Ed è proprio quest’ultima la causa principale del rallentamento che affligge i processi di innovazione, specialmente in ambito sociale e scientifico. L’altissima (e costosissima) specializzazione richiesta per eccellere in tutti i campi si ripercuote negativamente, infatti, sulla reciproca fertilizzazione fra le discipline, senza la quale la produttività e la varietà della ricerca continuano a impoverirsi, esigendo sempre maggiori investimenti che però si rivelano ogni volta meno redditizi.

 

Testa, cuore, mani per ricostruire il futuro

Alla crisi sanitaria e a quella climatica, dunque, è giunto il momento di aggiungere anche quella dell’immaginazione sociale. È bene specificare che non si tratta di una crisi meno urgente delle altre.
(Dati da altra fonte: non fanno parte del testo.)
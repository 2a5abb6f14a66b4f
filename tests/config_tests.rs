//! Configuration loading and address resolution from files on disk.

use std::fs;
use std::path::Path;

use alloy_primitives::Address;
use rust_decimal_macros::dec;
use surge_keeper::domain::{Collaborator, Materiality};
use surge_keeper::infrastructure::config::deployment::Deployment;
use surge_keeper::infrastructure::config::settings::Config;
use tempfile::TempDir;

const BASE_BOOK: &str = r#"{
    "KeeperHelper": { "sepolia": { "address": "0x1111111111111111111111111111111111111111" } },
    "AssetRiskCache": { "sepolia": { "address": "0x2222222222222222222222222222222222222222" } },
    "Vault": { "sepolia": { "address": "0x3333333333333333333333333333333333333333" } },
    "BAYC": { "sepolia": { "address": "0xbbbbbbbbbbbbbbbbbbbbbbbbbbbbbbbbbbbbbbbb" } },
    "MAYC": { "sepolia": { "address": "0xaaaaaaaaaaaaaaaaaaaaaaaaaaaaaaaaaaaaaaaa" } }
}"#;

const MARKET_BOOK: &str = r#"{
    "OptionToken": { "sepolia": { "BAYC": "0xcccccccccccccccccccccccccccccccccccccccc" } }
}"#;

fn write(dir: &Path, name: &str, contents: &str) -> String {
    let path = dir.join(name);
    fs::write(&path, contents).expect("write fixture");
    path.display().to_string()
}

fn keeper_config(dir: &TempDir) -> String {
    let base = write(dir.path(), "base.json", BASE_BOOK);
    let market = write(dir.path(), "market.json", MARKET_BOOK);
    format!(
        r#"
[network]
name = "sepolia"
rpc_url = "https://rpc.sepolia.org"
chain_id = 11155111

[deployment]
base_file = "{base}"
market_file = "{market}"

[[markets]]
name = "BAYC"
weight = 0.6

[[markets]]
name = "MAYC"
weight = 0.4

[risk]
materiality = "relative"
change_scale = 50

[transactions]
confirmations = 2
timeout_secs = 90
max_fee_per_gas = 30000000000
max_priority_fee_per_gas = 1000000000

[schedule]
interval_secs = 60

[logging]
level = "debug"
format = "json"
"#
    )
}

#[test]
fn full_config_loads_from_disk() {
    let dir = TempDir::new().unwrap();
    let path = write(dir.path(), "config.toml", &keeper_config(&dir));

    let config = Config::load(&path).unwrap();

    assert_eq!(config.network.chain_id, 11_155_111);
    assert_eq!(config.markets.len(), 2);
    assert_eq!(config.markets[1].weight, dec!(0.4));
    assert_eq!(config.risk.materiality(), Materiality::Relative { scale: 50 });
    assert_eq!(config.schedule.interval().as_secs(), 60);
    assert_eq!(config.logging.level, "debug");

    let policy = config.transactions.policy();
    assert_eq!(policy.confirmations, 2);
    assert_eq!(policy.timeout.as_secs(), 90);
    assert_eq!(policy.max_fee_per_gas, Some(30_000_000_000));
    assert_eq!(policy.max_priority_fee_per_gas, Some(1_000_000_000));
    assert_eq!(policy.gas_limit, None);
}

#[test]
fn address_book_resolves_every_collaborator() {
    let dir = TempDir::new().unwrap();
    let path = write(dir.path(), "config.toml", &keeper_config(&dir));
    let config = Config::load(&path).unwrap();

    let deployment = Deployment::resolve(&config).unwrap();

    assert!(deployment.addresses.ensure_deployed().is_ok());
    assert_eq!(
        deployment.addresses.vault,
        Some(Address::repeat_byte(0x33))
    );

    let names: Vec<_> = deployment
        .markets
        .iter()
        .map(|m| m.name().as_str().to_string())
        .collect();
    assert_eq!(names, ["BAYC", "MAYC"]);

    let bayc = &deployment.markets[0];
    assert_eq!(bayc.collection(), Address::repeat_byte(0xbb));
    assert_eq!(bayc.option_token().unwrap(), Address::repeat_byte(0xcc));

    // MAYC has a collection but no option token in the book.
    let err = deployment.markets[1].option_token().unwrap_err();
    assert!(!err.is_fatal_for_cycle());
    assert!(err.to_string().contains("OptionToken for MAYC"));
}

#[test]
fn missing_global_contract_is_reported_by_name() {
    let dir = TempDir::new().unwrap();
    let base = write(
        dir.path(),
        "base.json",
        r#"{ "BAYC": { "sepolia": { "address": "0xbbbbbbbbbbbbbbbbbbbbbbbbbbbbbbbbbbbbbbbb" } } }"#,
    );
    let toml = format!(
        r#"
[network]
name = "sepolia"
rpc_url = "https://rpc.sepolia.org"
chain_id = 11155111

[contracts]
keeper_helper = "0x1111111111111111111111111111111111111111"

[deployment]
base_file = "{base}"

[[markets]]
name = "BAYC"
weight = 1.0
"#
    );
    let config = Config::parse_toml(&toml).unwrap();
    let deployment = Deployment::resolve(&config).unwrap();

    let err = deployment.addresses.ensure_deployed().unwrap_err();
    assert!(err.is_fatal_for_cycle());
    assert_eq!(
        err.to_string(),
        format!("{} is not deployed", Collaborator::RiskCache)
    );
}

#[test]
fn unreadable_address_book_fails_resolution() {
    let dir = TempDir::new().unwrap();
    let missing = dir.path().join("nope.json").display().to_string();
    let toml = format!(
        r#"
[network]
name = "sepolia"
rpc_url = "https://rpc.sepolia.org"
chain_id = 11155111

[deployment]
base_file = "{missing}"
"#
    );
    let config = Config::parse_toml(&toml).unwrap();

    let err = Deployment::resolve(&config).unwrap_err();
    assert!(err.to_string().contains("nope.json"));
}

#[test]
fn missing_config_file_is_a_read_error() {
    let dir = TempDir::new().unwrap();
    let err = Config::load(dir.path().join("absent.toml")).unwrap_err();
    assert!(err.to_string().contains("failed to read config file"));
}

#[test]
fn unknown_materiality_is_rejected() {
    let toml = r#"
[network]
name = "sepolia"
rpc_url = "https://rpc.sepolia.org"
chain_id = 11155111

[risk]
materiality = "sometimes"
"#;
    let err = Config::parse_toml(toml).unwrap_err();
    assert!(err.to_string().contains("failed to parse config"));
}
#![allow(dead_code)]

use std::collections::HashMap;
use std::sync::{Arc, Mutex, PoisonError};

use docker_update_mgr::app::self_guard::SelfGuard;
use docker_update_mgr::domain::{ContainerConfig, ContainerSnapshot, ContainerSummary, LocalImage};
use docker_update_mgr::ports::DockerPort;

pub const NO_CGROUP: &str = "/nonexistent/docker-update-mgr/cgroup";

pub fn summary(id: &str, name: &str, image: &str, image_id: &str) -> ContainerSummary {
    ContainerSummary {
        id: id.to_string(),
        name: name.to_string(),
        image: image.to_string(),
        image_id: image_id.to_string(),
        state: "running".to_string(),
        status: "Up 2 hours".to_string(),
    }
}

pub fn snapshot(id: &str, name: &str, image: &str, image_id: &str) -> ContainerSnapshot {
    ContainerSnapshot {
        id: id.to_string(),
        name: name.to_string(),
        image_id: image_id.to_string(),
        running: true,
        config: ContainerConfig {
            image: Some(image.to_string()),
            env: Some(vec!["TZ=UTC".to_string()]),
            ..ContainerConfig::default()
        },
        host_config: serde_json::json!({ "RestartPolicy": { "Name": "unless-stopped" } }),
        endpoints: HashMap::new(),
    }
}

pub fn local_image(id: &str, tag: &str, digest: &str) -> LocalImage {
    let repository = tag.rsplit_once(':').map_or(tag, |(repo, _)| repo);
    LocalImage {
        id: id.to_string(),
        repo_tags: vec![tag.to_string()],
        repo_digests: vec![format!("{repository}@{digest}")],
    }
}

/// A guard that never recognizes any container as its own.
pub fn outside_guard(docker: Arc<dyn DockerPort>) -> Arc<SelfGuard> {
    Arc::new(SelfGuard::with_hostname(docker, NO_CGROUP, None))
}

/// Ordered record of the daemon calls a mock received.
#[derive(Clone, Default)]
pub struct CallLog(Arc<Mutex<Vec<String>>>);

impl CallLog {
    pub fn push(&self, call: impl Into<String>) {
        self.0
            .lock()
            .unwrap_or_else(PoisonError::into_inner)
            .push(call.into());
    }

    pub fn calls(&self) -> Vec<String> {
        self.0.lock().unwrap_or_else(PoisonError::into_inner).clone()
    }
}
use serde::Serialize;
use std::fmt;

/// Host of the public Docker Hub registry.
pub const DOCKER_HUB_REGISTRY: &str = "registry-1.docker.io";

const DEFAULT_TAG: &str = "latest";

/// The (registry, repository, tag) triple identifying an image.
#[derive(Clone, Debug, PartialEq, Eq, Hash, Serialize)]
pub struct ImageReference {
    pub registry: String,
    pub repository: String,
    pub tag: String,
}

impl ImageReference {
    /// Parse an image name such as `nginx`, `ghcr.io/org/app` or
    /// `myregistry.io:5000/app:v1.2.3`. Total over any input.
    #[must_use]
    pub fn parse(image: &str) -> Self {
        let (path, tag) = split_name_tag(image);
        let tag = tag.unwrap_or(DEFAULT_TAG);

        let (registry, repository) = match path.split_once('/') {
            Some((first, rest)) if first.contains('.') || first.contains(':') => (first, rest),
            _ => (DOCKER_HUB_REGISTRY, path),
        };

        let repository = if registry == DOCKER_HUB_REGISTRY && !repository.contains('/') {
            format!("library/{repository}")
        } else {
            repository.to_string()
        };

        ImageReference {
            registry: registry.to_string(),
            repository,
            tag: tag.to_string(),
        }
    }

    #[must_use]
    pub fn is_docker_hub(&self) -> bool {
        self.registry == DOCKER_HUB_REGISTRY
    }

    /// Same registry and repository, different tag.
    #[must_use]
    pub fn with_tag(&self, tag: &str) -> Self {
        ImageReference {
            registry: self.registry.clone(),
            repository: self.repository.clone(),
            tag: tag.to_string(),
        }
    }

    /// Render the reference the way a user would type it: Hub images drop
    /// the registry host and the implicit `library/` namespace.
    #[must_use]
    pub fn to_image_name(&self) -> String {
        if self.is_docker_hub() {
            let repo = self
                .repository
                .strip_prefix("library/")
                .unwrap_or(&self.repository);
            format!("{repo}:{}", self.tag)
        } else {
            format!("{}/{}:{}", self.registry, self.repository, self.tag)
        }
    }
}

impl fmt::Display for ImageReference {
    fn fmt(&self, f: &mut fmt::Formatter<'_>) -> fmt::Result {
        write!(f, "{}/{}:{}", self.registry, self.repository, self.tag)
    }
}

/// Split `name[:tag]` on the last colon, unless that colon belongs to a
/// registry port (i.e. it is followed by a slash).
#[must_use]
pub fn split_name_tag(image: &str) -> (&str, Option<&str>) {
    match image.rfind(':') {
        Some(idx) if !image[idx + 1..].contains('/') => (&image[..idx], Some(&image[idx + 1..])),
        _ => (image, None),
    }
}

/// True for references that pin an image by content rather than by tag,
/// e.g. `sha256:<hex>` image IDs or `repo@sha256:<hex>`.
#[must_use]
pub fn is_digest_reference(image: &str) -> bool {
    image.starts_with("sha256:") || image.contains('@')
}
Una fertile intelligenza collettiva dovrebbe essere, anzi, a fondamento dell’innovazione dei sistemi socio-politici. È di questo che abbiamo bisogno, ancor più che dello sviluppo tecnologico, per riparare le ingiustizie ecologiche e sociali che abbiamo arrecato alla Terra e ai suoi abitanti.

 

Pianificare un futuro in cui sia possibile, per l’umanità intera, riprendere il controllo delle emissioni di gas serra e delle disuguaglianze dilaganti, in modo da ripristinare gli equilibri degli ecosistemi feriti dalla crisi ecologica, significa, d’altro canto, immaginare qualcosa di totalmente inedito, nuovo, originale. Uno scenario che ancora non esiste, se non in forma germinale in alcuni contesti molto specifici, come ad esempio quelli raccolti nel Network delle città di Transizione

Si tratta di una rete di città in cui piccoli gruppi di persone si sono “messe insieme” e hanno abbracciato radicalmente l’idea di un’economia circolare. A partire da piccoli progetti come l’organizzazione di cineforum sul cambiamento climatico, l’orto urbano, la cura condivisa degli spazi pubblici, hanno iniziato un movimento dal basso che in alcuni casi è riuscito a trasformare anche il modo di fare politica e di produrre energia a livello locale. 

 

Nata da un “sogno a occhi aperti” dell’attivista inglese Rob Hopkins, autore del libro “Immagina se… Libera il potere dell’immaginazione per creare il futuro che desideri”, negli ultimi quindici anni l’esperienza della Transizione si è diffusa nelle città di più di cinquanta Paesi, grazie a pochi principi la cui essenza si può riassumere in tre parole: testa, cuore, mani. 

 

Testa: agire in base alle migliori informazioni scientifiche disponibili, mettendo in campo la propria intelligenza collettiva per elaborare stili di vita migliori. Cuore: usare compassione ed empatia verso se stessi e gli altri, qualunque sia il lavoro che si sta svolgendo, senza dimenticarsi di celebrare i traguardi raggiunti. Mani: sperimentare con la pratica, realizzando progetti concreti nelle proprie realtà locali, che possano trasformarsi in vettori di cambiamento capaci di rinnovare l’economia.

 

Una visione da “sognare insieme”

Le città di Transizione sono già una realtà anche in Italia, come ad esempio a Santorso (VI) e Valsamoggia (BO). Da molto tempo ormai illustrano a chi le osserva che riappropriarsi della capacità di immaginare positivamente il futuro è possibile, anche nelle condizioni più strane e difficili. Se ci si lascia nutrire da visioni potenti (ma non sclerotizzate dall’utopia), ci si radica nell’analisi rigorosa del sistema attuale (ma si resta aperti alle novità emergenti) e si agisce in modo sperimentale e giocoso (senza farsi fagocitare da un attivismo totalizzante) si possono innescare dinamiche di cooperazione sociale capaci di cambiare il mondo. Non è un sogno irrealizzabile, ma quello che insegna la storia dell’evoluzione umana.

 

«Grandi numeri di estranei», spiega lo storico Yuval Noah Harari, «riescono a cooperare con successo se credono in miti comuni». Tutto sta nel costruire una visione comune efficace, che catalizzi al meglio la vera “arma segreta” dell’umanità: «la capacità di trasmettere informazioni su cose che non esistono affatto», ovvero di dare una forma al futuro ignoto attraverso l’immaginazione, e «di farlo collettivamente» (Harari, Sapiens. Da animali a dèi, pp. 36-40).